Dataset entries

►

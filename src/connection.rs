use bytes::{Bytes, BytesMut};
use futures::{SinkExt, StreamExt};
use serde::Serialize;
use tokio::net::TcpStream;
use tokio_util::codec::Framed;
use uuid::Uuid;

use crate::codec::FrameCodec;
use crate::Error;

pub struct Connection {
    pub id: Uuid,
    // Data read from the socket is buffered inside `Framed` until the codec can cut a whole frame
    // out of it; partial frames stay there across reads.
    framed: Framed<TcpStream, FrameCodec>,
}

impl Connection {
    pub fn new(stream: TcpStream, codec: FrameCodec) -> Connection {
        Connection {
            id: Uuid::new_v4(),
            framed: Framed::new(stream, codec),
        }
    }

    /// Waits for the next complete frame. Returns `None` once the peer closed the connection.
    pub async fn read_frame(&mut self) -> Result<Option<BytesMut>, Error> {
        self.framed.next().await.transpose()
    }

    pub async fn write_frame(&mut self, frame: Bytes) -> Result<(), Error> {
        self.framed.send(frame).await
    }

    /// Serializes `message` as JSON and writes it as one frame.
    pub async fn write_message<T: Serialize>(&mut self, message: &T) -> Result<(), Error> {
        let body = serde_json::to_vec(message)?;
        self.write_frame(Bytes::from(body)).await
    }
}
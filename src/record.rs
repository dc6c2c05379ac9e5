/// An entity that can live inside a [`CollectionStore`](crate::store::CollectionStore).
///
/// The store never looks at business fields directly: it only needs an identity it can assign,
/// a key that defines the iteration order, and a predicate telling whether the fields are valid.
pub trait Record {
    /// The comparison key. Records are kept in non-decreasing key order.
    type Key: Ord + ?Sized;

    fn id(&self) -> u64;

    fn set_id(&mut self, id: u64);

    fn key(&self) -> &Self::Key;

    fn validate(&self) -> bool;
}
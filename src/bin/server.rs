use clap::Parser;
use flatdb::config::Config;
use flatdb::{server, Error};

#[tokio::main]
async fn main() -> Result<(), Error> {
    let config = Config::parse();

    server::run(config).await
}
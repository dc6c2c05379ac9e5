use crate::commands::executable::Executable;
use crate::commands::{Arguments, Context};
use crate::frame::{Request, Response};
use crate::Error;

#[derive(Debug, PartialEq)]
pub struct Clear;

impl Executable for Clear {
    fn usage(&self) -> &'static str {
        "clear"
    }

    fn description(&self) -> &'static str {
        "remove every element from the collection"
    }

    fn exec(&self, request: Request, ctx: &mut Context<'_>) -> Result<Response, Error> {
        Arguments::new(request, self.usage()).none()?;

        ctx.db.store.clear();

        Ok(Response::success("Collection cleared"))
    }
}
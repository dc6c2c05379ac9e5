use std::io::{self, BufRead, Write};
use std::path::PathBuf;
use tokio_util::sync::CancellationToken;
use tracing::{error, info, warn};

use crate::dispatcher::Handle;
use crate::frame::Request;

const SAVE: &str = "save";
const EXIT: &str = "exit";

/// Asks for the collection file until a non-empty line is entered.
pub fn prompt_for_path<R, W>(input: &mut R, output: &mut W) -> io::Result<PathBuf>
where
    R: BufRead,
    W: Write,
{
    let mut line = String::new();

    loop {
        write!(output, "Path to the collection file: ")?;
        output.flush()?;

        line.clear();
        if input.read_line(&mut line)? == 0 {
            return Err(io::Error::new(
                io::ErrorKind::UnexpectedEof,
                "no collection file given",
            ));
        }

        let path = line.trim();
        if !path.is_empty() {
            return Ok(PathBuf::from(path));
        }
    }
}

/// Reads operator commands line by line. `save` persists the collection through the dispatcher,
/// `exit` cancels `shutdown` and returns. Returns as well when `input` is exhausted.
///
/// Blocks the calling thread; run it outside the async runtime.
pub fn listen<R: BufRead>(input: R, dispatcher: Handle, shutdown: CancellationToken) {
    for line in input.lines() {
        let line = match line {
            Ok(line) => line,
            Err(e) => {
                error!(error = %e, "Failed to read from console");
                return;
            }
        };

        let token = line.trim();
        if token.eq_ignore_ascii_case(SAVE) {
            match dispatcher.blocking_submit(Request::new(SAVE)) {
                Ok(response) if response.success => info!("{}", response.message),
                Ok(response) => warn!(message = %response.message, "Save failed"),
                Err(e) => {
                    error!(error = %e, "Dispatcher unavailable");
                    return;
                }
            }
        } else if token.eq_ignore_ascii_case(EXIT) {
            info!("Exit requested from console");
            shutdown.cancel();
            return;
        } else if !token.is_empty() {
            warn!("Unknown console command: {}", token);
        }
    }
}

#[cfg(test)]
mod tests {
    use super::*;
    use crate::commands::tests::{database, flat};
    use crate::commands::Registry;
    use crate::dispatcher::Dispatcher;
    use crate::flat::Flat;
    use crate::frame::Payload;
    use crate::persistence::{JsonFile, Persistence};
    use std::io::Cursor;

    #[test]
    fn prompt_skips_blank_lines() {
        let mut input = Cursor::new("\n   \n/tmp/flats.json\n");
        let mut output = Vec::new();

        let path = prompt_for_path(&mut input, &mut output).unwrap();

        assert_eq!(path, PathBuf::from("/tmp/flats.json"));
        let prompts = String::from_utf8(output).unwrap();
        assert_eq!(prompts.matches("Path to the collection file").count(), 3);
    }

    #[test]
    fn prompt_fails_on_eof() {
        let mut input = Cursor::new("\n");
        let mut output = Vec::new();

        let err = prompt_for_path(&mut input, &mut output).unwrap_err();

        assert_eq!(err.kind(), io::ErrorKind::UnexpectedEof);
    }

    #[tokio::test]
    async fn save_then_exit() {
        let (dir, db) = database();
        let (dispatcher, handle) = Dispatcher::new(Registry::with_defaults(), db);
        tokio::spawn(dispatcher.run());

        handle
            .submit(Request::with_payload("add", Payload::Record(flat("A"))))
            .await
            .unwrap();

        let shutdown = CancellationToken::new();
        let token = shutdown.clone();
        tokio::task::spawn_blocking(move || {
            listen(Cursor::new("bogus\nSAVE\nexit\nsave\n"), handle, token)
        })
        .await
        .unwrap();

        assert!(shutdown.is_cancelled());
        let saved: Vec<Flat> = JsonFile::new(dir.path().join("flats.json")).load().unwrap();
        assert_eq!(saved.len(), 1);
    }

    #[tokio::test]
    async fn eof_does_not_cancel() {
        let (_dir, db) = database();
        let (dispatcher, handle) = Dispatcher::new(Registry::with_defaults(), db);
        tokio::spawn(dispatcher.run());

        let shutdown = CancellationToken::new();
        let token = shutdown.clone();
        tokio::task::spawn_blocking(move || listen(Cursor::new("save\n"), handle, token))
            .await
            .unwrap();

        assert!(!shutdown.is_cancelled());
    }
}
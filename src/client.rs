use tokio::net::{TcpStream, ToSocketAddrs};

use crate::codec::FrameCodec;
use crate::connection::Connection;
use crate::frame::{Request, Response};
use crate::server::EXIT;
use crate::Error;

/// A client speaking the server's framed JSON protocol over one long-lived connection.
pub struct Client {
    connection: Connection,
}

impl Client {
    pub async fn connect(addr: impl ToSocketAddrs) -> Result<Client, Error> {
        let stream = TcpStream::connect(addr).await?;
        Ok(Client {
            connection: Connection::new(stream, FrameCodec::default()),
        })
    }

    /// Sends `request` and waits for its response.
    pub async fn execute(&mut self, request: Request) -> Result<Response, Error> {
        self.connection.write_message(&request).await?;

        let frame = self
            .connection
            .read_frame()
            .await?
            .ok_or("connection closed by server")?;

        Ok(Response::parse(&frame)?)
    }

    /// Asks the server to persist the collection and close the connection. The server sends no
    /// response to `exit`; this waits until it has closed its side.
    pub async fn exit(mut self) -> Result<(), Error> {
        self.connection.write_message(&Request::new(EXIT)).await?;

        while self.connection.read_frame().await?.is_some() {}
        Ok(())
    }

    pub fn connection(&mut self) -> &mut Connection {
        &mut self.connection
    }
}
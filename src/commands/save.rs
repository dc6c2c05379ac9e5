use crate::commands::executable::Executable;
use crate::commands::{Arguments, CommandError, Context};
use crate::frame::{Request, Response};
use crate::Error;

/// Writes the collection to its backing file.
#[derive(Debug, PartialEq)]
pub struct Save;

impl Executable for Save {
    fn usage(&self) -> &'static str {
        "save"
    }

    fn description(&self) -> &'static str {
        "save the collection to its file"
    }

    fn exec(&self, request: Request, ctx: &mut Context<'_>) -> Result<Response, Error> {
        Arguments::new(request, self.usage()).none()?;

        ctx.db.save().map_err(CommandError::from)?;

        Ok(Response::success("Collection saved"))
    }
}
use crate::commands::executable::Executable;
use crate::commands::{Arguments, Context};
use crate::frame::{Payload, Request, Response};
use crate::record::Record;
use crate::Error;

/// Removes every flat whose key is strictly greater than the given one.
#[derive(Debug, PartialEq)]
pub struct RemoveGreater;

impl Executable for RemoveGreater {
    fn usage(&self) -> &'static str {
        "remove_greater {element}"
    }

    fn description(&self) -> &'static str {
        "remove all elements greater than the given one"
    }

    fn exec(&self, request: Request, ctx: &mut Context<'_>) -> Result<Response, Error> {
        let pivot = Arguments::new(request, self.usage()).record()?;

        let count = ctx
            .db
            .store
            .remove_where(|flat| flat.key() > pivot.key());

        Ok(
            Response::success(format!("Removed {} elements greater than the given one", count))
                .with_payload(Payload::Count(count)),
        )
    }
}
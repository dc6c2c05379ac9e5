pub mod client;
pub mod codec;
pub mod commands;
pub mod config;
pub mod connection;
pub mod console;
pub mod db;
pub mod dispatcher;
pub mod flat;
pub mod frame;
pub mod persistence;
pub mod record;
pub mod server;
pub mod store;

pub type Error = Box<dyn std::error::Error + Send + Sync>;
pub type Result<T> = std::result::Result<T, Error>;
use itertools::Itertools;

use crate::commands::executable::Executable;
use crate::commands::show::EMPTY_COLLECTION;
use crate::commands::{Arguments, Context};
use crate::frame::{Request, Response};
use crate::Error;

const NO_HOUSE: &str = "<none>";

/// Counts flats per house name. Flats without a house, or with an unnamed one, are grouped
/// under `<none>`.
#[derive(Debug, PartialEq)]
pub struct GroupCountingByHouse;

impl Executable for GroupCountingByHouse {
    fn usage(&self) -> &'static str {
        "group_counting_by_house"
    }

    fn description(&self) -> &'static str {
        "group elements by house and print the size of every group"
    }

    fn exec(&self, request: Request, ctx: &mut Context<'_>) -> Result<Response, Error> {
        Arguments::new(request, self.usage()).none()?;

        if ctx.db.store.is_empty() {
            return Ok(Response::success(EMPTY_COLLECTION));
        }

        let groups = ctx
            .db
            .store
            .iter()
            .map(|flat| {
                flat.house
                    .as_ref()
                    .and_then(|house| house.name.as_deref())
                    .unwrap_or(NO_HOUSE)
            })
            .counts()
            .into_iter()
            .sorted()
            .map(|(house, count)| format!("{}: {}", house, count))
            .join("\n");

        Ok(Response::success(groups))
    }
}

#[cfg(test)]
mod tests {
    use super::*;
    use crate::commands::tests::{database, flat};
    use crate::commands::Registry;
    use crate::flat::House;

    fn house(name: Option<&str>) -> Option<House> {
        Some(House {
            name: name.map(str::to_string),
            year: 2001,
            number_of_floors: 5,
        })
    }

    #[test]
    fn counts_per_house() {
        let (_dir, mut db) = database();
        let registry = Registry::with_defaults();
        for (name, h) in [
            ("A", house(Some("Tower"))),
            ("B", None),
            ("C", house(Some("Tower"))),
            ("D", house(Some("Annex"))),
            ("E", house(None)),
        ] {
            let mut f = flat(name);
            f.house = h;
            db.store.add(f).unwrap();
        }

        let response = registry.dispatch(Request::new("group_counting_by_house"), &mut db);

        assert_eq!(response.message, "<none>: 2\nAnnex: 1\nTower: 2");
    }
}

◄
►

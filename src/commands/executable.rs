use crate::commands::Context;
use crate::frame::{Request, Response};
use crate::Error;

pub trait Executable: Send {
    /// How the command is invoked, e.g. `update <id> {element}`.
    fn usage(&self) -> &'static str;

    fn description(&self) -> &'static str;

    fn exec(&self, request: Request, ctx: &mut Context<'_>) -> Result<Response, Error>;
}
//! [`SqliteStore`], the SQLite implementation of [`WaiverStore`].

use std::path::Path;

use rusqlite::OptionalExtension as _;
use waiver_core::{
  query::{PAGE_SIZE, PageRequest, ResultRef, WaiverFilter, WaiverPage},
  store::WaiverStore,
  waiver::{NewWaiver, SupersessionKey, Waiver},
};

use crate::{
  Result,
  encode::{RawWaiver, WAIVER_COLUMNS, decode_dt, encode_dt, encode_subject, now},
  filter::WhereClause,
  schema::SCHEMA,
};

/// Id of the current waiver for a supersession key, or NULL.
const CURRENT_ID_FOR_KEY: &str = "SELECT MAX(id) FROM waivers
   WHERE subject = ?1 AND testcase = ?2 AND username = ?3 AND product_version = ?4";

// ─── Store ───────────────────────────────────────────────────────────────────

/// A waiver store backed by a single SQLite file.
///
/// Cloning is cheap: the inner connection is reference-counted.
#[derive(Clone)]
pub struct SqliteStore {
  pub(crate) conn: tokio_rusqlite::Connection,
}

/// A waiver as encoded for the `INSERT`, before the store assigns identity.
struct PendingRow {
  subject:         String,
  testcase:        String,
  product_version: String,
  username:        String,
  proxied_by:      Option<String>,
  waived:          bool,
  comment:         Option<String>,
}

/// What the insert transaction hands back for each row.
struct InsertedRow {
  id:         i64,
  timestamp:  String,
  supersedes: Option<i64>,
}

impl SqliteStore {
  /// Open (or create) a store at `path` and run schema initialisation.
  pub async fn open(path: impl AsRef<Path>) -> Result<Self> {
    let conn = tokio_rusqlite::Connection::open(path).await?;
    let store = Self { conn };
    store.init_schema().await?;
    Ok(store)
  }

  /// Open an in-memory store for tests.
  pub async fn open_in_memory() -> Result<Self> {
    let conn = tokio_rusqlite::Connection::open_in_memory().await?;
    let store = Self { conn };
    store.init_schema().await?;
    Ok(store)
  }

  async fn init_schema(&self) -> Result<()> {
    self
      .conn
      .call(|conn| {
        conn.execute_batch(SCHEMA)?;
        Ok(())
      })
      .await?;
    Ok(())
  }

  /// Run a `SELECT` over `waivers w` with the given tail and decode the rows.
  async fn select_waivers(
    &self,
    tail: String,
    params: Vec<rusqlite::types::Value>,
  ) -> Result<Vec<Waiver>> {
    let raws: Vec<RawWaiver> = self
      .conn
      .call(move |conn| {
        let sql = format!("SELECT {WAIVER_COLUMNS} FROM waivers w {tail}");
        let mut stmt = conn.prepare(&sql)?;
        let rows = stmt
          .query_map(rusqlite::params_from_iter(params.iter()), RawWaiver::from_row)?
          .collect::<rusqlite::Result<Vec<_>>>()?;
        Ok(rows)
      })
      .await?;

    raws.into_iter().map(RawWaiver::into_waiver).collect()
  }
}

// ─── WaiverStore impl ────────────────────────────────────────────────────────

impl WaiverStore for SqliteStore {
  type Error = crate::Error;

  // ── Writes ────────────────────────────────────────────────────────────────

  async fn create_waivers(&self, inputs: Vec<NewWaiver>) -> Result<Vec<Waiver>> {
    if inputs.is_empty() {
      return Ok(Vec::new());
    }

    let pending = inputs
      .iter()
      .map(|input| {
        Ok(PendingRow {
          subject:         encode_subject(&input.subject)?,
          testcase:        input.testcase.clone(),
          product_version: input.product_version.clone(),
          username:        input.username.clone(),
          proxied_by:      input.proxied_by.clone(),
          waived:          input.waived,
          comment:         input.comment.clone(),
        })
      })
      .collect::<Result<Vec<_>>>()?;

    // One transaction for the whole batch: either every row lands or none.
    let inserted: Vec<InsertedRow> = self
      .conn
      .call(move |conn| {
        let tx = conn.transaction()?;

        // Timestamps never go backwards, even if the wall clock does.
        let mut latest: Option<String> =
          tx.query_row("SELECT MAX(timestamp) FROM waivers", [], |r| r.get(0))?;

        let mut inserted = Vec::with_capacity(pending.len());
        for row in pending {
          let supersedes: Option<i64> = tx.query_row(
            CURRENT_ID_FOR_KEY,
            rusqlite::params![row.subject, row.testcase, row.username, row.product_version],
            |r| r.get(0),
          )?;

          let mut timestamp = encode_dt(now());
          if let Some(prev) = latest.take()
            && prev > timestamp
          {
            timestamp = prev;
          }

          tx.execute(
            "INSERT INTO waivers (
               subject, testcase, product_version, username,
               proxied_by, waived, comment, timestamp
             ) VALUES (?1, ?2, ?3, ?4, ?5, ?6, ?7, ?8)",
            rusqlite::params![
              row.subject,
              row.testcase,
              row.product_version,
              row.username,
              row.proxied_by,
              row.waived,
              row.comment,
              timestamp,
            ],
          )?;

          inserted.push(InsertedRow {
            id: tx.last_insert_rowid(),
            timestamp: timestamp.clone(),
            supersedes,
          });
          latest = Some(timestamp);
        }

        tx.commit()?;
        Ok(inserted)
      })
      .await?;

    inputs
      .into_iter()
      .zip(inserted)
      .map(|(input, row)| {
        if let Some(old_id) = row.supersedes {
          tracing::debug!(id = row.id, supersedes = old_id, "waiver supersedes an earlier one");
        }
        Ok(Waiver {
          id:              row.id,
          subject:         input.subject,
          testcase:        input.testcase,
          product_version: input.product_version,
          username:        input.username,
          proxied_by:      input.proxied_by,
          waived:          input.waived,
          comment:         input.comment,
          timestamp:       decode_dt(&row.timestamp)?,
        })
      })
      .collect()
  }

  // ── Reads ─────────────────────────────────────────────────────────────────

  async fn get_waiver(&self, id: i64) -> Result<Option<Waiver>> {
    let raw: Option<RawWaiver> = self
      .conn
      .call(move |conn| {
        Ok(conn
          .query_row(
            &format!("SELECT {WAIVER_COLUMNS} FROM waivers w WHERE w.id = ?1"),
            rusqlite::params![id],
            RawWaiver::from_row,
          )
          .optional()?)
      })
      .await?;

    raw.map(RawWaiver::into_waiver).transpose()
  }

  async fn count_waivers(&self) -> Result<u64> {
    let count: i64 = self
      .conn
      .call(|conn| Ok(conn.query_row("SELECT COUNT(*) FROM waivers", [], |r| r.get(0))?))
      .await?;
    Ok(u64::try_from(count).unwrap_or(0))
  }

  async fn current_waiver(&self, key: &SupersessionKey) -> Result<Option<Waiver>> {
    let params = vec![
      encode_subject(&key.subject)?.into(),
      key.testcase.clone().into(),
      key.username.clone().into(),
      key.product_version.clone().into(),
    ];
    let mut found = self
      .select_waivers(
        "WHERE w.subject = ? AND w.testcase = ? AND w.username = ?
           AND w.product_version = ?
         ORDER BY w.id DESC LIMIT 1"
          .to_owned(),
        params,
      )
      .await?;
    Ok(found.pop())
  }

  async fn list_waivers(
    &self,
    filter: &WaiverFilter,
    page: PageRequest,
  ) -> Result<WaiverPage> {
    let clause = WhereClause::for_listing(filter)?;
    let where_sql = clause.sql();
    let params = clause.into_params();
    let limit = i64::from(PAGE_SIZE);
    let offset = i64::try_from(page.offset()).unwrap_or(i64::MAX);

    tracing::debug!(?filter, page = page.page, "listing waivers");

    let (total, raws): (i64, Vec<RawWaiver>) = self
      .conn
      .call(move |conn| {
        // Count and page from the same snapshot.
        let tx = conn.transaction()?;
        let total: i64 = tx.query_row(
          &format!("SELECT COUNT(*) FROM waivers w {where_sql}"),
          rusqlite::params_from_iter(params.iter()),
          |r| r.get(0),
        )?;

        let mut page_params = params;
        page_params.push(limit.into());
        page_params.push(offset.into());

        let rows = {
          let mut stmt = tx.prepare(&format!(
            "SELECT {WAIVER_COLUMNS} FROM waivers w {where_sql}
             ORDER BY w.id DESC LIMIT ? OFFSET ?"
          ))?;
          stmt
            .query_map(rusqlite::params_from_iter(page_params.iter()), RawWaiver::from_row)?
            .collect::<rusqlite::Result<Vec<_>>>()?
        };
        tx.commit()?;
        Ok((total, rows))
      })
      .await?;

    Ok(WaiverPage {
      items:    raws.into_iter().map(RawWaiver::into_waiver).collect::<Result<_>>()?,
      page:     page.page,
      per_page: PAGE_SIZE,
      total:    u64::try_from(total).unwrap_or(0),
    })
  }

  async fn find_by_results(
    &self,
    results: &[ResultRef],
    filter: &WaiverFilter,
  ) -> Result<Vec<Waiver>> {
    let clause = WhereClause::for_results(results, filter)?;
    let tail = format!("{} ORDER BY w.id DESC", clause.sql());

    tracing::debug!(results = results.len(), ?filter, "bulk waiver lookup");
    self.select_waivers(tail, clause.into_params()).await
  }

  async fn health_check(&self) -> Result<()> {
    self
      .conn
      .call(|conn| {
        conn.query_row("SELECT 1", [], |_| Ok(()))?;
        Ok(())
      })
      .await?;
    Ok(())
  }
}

◄
►

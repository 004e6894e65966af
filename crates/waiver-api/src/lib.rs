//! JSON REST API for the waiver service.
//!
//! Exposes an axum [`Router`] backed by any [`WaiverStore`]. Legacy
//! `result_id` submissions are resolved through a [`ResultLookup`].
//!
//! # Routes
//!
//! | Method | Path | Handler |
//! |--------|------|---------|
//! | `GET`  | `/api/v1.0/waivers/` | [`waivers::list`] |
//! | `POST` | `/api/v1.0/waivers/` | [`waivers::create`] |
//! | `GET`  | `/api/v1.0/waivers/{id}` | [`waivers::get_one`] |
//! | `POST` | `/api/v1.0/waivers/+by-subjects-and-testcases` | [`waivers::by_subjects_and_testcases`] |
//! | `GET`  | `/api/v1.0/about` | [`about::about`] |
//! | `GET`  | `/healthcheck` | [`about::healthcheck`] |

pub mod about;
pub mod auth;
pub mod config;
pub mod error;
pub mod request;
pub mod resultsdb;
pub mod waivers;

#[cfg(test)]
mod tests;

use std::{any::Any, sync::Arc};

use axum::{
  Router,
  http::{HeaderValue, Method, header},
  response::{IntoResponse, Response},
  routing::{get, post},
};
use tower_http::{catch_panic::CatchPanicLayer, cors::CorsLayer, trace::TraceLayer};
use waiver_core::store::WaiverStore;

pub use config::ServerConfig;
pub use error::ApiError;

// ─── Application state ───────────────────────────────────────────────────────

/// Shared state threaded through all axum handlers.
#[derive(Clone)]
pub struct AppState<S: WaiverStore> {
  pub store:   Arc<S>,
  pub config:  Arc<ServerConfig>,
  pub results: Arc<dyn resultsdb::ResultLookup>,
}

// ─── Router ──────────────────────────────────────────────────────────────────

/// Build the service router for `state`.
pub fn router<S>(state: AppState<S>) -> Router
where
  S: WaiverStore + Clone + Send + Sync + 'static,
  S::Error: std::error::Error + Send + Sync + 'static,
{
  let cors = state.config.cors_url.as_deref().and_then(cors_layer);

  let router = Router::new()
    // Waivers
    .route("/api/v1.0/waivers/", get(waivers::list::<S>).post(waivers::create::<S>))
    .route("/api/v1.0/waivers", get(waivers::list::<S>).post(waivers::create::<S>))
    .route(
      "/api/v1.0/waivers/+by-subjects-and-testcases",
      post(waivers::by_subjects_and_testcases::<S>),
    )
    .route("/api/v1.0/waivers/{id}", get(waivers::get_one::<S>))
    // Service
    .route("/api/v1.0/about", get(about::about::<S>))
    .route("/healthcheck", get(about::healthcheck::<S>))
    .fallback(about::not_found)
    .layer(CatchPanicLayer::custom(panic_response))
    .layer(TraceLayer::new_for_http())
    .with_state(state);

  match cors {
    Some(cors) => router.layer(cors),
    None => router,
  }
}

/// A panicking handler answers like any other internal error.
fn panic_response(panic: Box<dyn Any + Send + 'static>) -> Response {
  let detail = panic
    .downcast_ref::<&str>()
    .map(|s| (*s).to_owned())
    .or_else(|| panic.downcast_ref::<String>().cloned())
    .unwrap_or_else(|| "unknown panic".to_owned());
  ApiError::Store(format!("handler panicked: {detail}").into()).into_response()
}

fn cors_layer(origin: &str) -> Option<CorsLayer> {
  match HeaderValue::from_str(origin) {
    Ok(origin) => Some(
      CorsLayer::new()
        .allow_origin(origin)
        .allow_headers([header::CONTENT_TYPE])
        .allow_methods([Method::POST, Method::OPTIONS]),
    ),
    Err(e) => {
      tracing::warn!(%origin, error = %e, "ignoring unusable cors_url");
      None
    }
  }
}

◄

■ Prompt
Check each line above for "latest" and please state only how many have it.

■ Written answer
3